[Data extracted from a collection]

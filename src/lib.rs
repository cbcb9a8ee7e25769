//! Tree2tax partitions a phylogenetic tree into taxonomically consistent
//! clusters at tree-distance thresholds.
//!
//! Given a reference tree whose internal vertices are (partly) annotated with
//! taxonomy strings such as `'f__Halobacteriaceae; g__Halorubrum'`, the crate
//! assigns every tip a rank label at each threshold. Core functionality:
//! - Clustering: destructive complete-linkage collapsing of tip pairs under a
//!   distance threshold, applied at ascending thresholds so that partitions
//!   nest. See [crate::cluster].
//! - Naming: each cluster is labelled with the taxonomy of its nearest
//!   annotated ancestor; clusters sharing a label are numbered by size.
//! - Thresholds: deriving one threshold per rank from sister clades found in
//!   the annotation itself. See [crate::threshold].
//! - Ranks: assembling `k__...; p__...; ...; s__...` strings per tip.
//!   See [crate::ranks].
//! - Input: multifurcating Newick trees with internal labels, quoted labels,
//!   comments and bootstrap values. See [crate::newick].
//!
//! Trees use the arena pattern (see [crate::model]): vertices are referenced
//! by index, and a pruned copy of a tree shares all indices with the original.
//!
//! # Example
//! ```
//! use tree2tax::{named_clusters, parse_newick_str};
//!
//! let tree = parse_newick_str("((A:0.11,B:0.12)C:0.1,D:0.2)root;")?;
//! let result = named_clusters(&tree, 0.05)?;
//! let names: Vec<String> = result.clusters().iter().map(|c| c.name()).collect();
//! assert_eq!(names, vec!["C.1", "C.2", "Root"]);
//! # Ok::<(), tree2tax::Tree2TaxError>(())
//! ```
//!
//! # Logging
//! The crate reports progress through [tracing] events and never installs a
//! subscriber itself.

pub mod cluster;
pub mod error;
pub mod model;
pub mod newick;
pub mod parser;
pub mod ranks;
pub mod taxonomy;
pub mod threshold;

pub use crate::cluster::{NamedCluster, ThresholdAndClusters, named_clusters, named_clusters_for_several_thresholds};
pub use crate::error::{Result, Tree2TaxError};
pub use crate::threshold::ThresholdFinder;

use crate::model::PhyloTree;
use crate::parser::parsing_error::ParsingError;
use std::path::Path;

// ============================================================================
// Quick Newick API
// ============================================================================
/// Parse a Newick string using default settings, returning a [PhyloTree].
///
/// See [`newick::parse_str`] for full documentation of this convenience function.
pub fn parse_newick_str<S: AsRef<str>>(newick: S) -> std::result::Result<PhyloTree, ParsingError> {
    newick::parse_str(newick)
}

/// Parse the first tree of a Newick file using default settings,
/// returning a [PhyloTree].
///
/// See [`newick::parse_file`] for full documentation of this convenience function.
pub fn parse_newick_file<P: AsRef<Path>>(path: P) -> std::result::Result<PhyloTree, ParsingError> {
    newick::parse_file(path)
}
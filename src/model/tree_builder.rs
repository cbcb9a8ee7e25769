//! Seam between the Newick reader and the tree type it fills.
//!
//! The reader reports vertices bottom-up; a [`TreeBuilder`] decides how they
//! are stored. [`PhyloTreeBuilder`](crate::model::PhyloTreeBuilder) fills a
//! [`PhyloTree`](crate::model::PhyloTree).
//!
//! One builder serves any number of trees in a row:
//!
//! ```text
//! idle ─ init_next ─→ open ─ add_tip / add_internal ... add_root ─→ finish_tree ─→ idle
//! ```

// =#========================================================================#=
// TREE BUILDER (trait)
// =#========================================================================T=
/// Receives the vertices of one tree at a time, children before parents.
///
/// Branch lengths arrive already checked to be non-negative and finite.
pub trait TreeBuilder {
    /// Handle for a vertex added earlier, used to attach it to its parent.
    type VertexIdx: Copy;

    /// What [finish_tree](Self::finish_tree) hands out.
    type Tree;

    /// Starts a new tree, expecting about `num_vertices` vertices.
    fn init_next(&mut self, num_vertices: usize);

    /// Adds a vertex without children.
    fn add_tip(&mut self, name: Option<String>, branch_len: Option<f64>) -> Self::VertexIdx;

    /// Adds a vertex above `children`, which keep their input order.
    /// A single child is allowed.
    ///
    /// # Arguments
    /// * `name` - Internal label, i.e. taxonomy and/or support value
    /// * `branch_len` - Length of the branch above the vertex
    fn add_internal(
        &mut self,
        children: &[Self::VertexIdx],
        name: Option<String>,
        branch_len: Option<f64>,
    ) -> Self::VertexIdx;

    /// Adds the root above `children`; for a tree that is a single label,
    /// `children` is empty.
    fn add_root(
        &mut self,
        children: &[Self::VertexIdx],
        name: Option<String>,
        branch_len: Option<f64>,
    ) -> Self::VertexIdx;

    /// Hands out the tree built since [init_next](Self::init_next), if any.
    fn finish_tree(&mut self) -> Option<Self::Tree>;
}
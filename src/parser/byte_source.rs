//! Where [ByteParser](crate::parser::ByteParser) gets its bytes from.
//!
//! Reference trees are small enough to hold in memory, so
//! [InMemoryByteSource](crate::parser::in_memory_byte_source::InMemoryByteSource)
//! is the only source shipped.

// =#========================================================================#=
// BYTE SOURCE (Trait)
// =#========================================================================T=
/// Forward-only stream of bytes with one byte of lookahead.
pub trait ByteSource {
    /// Byte under the cursor, `None` once exhausted.
    fn peek(&self) -> Option<u8>;

    /// Byte under the cursor, advancing past it.
    fn next_byte(&mut self) -> Option<u8>;

    /// Up to `k` bytes starting at the cursor, used to quote input in errors.
    fn get_context(&self, k: usize) -> &[u8];

    /// Bytes consumed so far.
    fn position(&self) -> usize;

    /// Whether no bytes are left.
    fn is_eof(&self) -> bool {
        self.peek().is_none()
    }
}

- Directions:
The full set of records above must be reproduced exactly in the reply.

- Solution to this problem:
filename src/lib.rs
repository cbcb9a8ee7e25769
//! Tree2tax partitions a phylogenetic tree into taxonomically consistent
//! clusters at tree-distance thresholds.
//!
//! Given a reference tree whose internal vertices are (partly) annotated with
//! taxonomy strings such as `'f__Halobacteriaceae; g__Halorubrum'`, the crate
//! assigns every tip a rank label at each threshold. Core functionality:
//! - Clustering: destructive complete-linkage collapsing of tip pairs under a
//!   distance threshold, applied at ascending thresholds so that partitions
//!   nest. See [crate::cluster].
//! - Naming: each cluster is labelled with the taxonomy of its nearest
//!   annotated ancestor; clusters sharing a label are numbered by size.
//! - Thresholds: deriving one threshold per rank from sister clades found in
//!   the annotation itself. See [crate::threshold].
//! - Ranks: assembling `k__...; p__...; ...; s__...` strings per tip.
//!   See [crate::ranks].
//! - Input: multifurcating Newick trees with internal labels, quoted labels,
//!   comments and bootstrap values. See [crate::newick].
//!
//! Trees use the arena pattern (see [crate::model]): vertices are referenced
//! by index, and a pruned copy of a tree shares all indices with the original.
//!
//! # Example
//! ```
//! use tree2tax::{named_clusters, parse_newick_str};
//!
//! let tree = parse_newick_str("((A:0.11,B:0.12)C:0.1,D:0.2)root;")?;
//! let result = named_clusters(&tree, 0.05)?;
//! let names: Vec<String> = result.clusters().iter().map(|c| c.name()).collect();
//! assert_eq!(names, vec!["C.1", "C.2", "Root"]);
//! # Ok::<(), tree2tax::Tree2TaxError>(())
//! ```
//!
//! # Logging
//! The crate reports progress through [tracing] events and never installs a
//! subscriber itself.

pub mod cluster;
pub mod error;
pub mod model;
pub mod newick;
pub mod parser;
pub mod ranks;
pub mod taxonomy;
pub mod threshold;

pub use crate::cluster::{NamedCluster, ThresholdAndClusters, named_clusters, named_clusters_for_several_thresholds};
pub use crate::error::{Result, Tree2TaxError};
pub use crate::threshold::ThresholdFinder;

use crate::model::PhyloTree;
use crate::parser::parsing_error::ParsingError;
use std::path::Path;

// ============================================================================
// Quick Newick API
// ============================================================================
/// Parse a Newick string using default settings, returning a [PhyloTree].
///
/// See [`newick::parse_str`] for full documentation of this convenience function.
pub fn parse_newick_str<S: AsRef<str>>(newick: S) -> std::result::Result<PhyloTree, ParsingError> {
    newick::parse_str(newick)
}

/// Parse the first tree of a Newick file using default settings,
/// returning a [PhyloTree].
///
/// See [`newick::parse_file`] for full documentation of this convenience function.
pub fn parse_newick_file<P: AsRef<Path>>(path: P) -> std::result::Result<PhyloTree, ParsingError> {
    newick::parse_file(path)
}
filename src/model/tree_builder.rs
repository cbcb9a8ee7e25769
//! Seam between the Newick reader and the tree type it fills.
//!
//! The reader reports vertices bottom-up; a [`TreeBuilder`] decides how they
//! are stored. [`PhyloTreeBuilder`](crate::model::PhyloTreeBuilder) fills a
//! [`PhyloTree`](crate::model::PhyloTree).
//!
//! One builder serves any number of trees in a row:
//!
//! ```text
//! idle ─ init_next ─→ open ─ add_tip / add_internal ... add_root ─→ finish_tree ─→ idle
//! ```

// =#========================================================================#=
// TREE BUILDER (trait)
// =#========================================================================T=
/// Receives the vertices of one tree at a time, children before parents.
///
/// Branch lengths arrive already checked to be non-negative and finite.
pub trait TreeBuilder {
    /// Handle for a vertex added earlier, used to attach it to its parent.
    type VertexIdx: Copy;

    /// What [finish_tree](Self::finish_tree) hands out.
    type Tree;

    /// Starts a new tree, expecting about `num_vertices` vertices.
    fn init_next(&mut self, num_vertices: usize);

    /// Adds a vertex without children.
    fn add_tip(&mut self, name: Option<String>, branch_len: Option<f64>) -> Self::VertexIdx;

    /// Adds a vertex above `children`, which keep their input order.
    /// A single child is allowed.
    ///
    /// # Arguments
    /// * `name` - Internal label, i.e. taxonomy and/or support value
    /// * `branch_len` - Length of the branch above the vertex
    fn add_internal(
        &mut self,
        children: &[Self::VertexIdx],
        name: Option<String>,
        branch_len: Option<f64>,
    ) -> Self::VertexIdx;

    /// Adds the root above `children`; for a tree that is a single label,
    /// `children` is empty.
    fn add_root(
        &mut self,
        children: &[Self::VertexIdx],
        name: Option<String>,
        branch_len: Option<f64>,
    ) -> Self::VertexIdx;

    /// Hands out the tree built since [init_next](Self::init_next), if any.
    fn finish_tree(&mut self) -> Option<Self::Tree>;
}
filename src/parser/byte_source.rs
//! Where [ByteParser](crate::parser::ByteParser) gets its bytes from.
//!
//! Reference trees are small enough to hold in memory, so
//! [InMemoryByteSource](crate::parser::in_memory_byte_source::InMemoryByteSource)
//! is the only source shipped.

// =#========================================================================#=
// BYTE SOURCE (Trait)
// =#========================================================================T=
/// Forward-only stream of bytes with one byte of lookahead.
pub trait ByteSource {
    /// Byte under the cursor, `None` once exhausted.
    fn peek(&self) -> Option<u8>;

    /// Byte under the cursor, advancing past it.
    fn next_byte(&mut self) -> Option<u8>;

    /// Up to `k` bytes starting at the cursor, used to quote input in errors.
    fn get_context(&self, k: usize) -> &[u8];

    /// Bytes consumed so far.
    fn position(&self) -> usize;

    /// Whether no bytes are left.
    fn is_eof(&self) -> bool {
        self.peek().is_none()
    }
}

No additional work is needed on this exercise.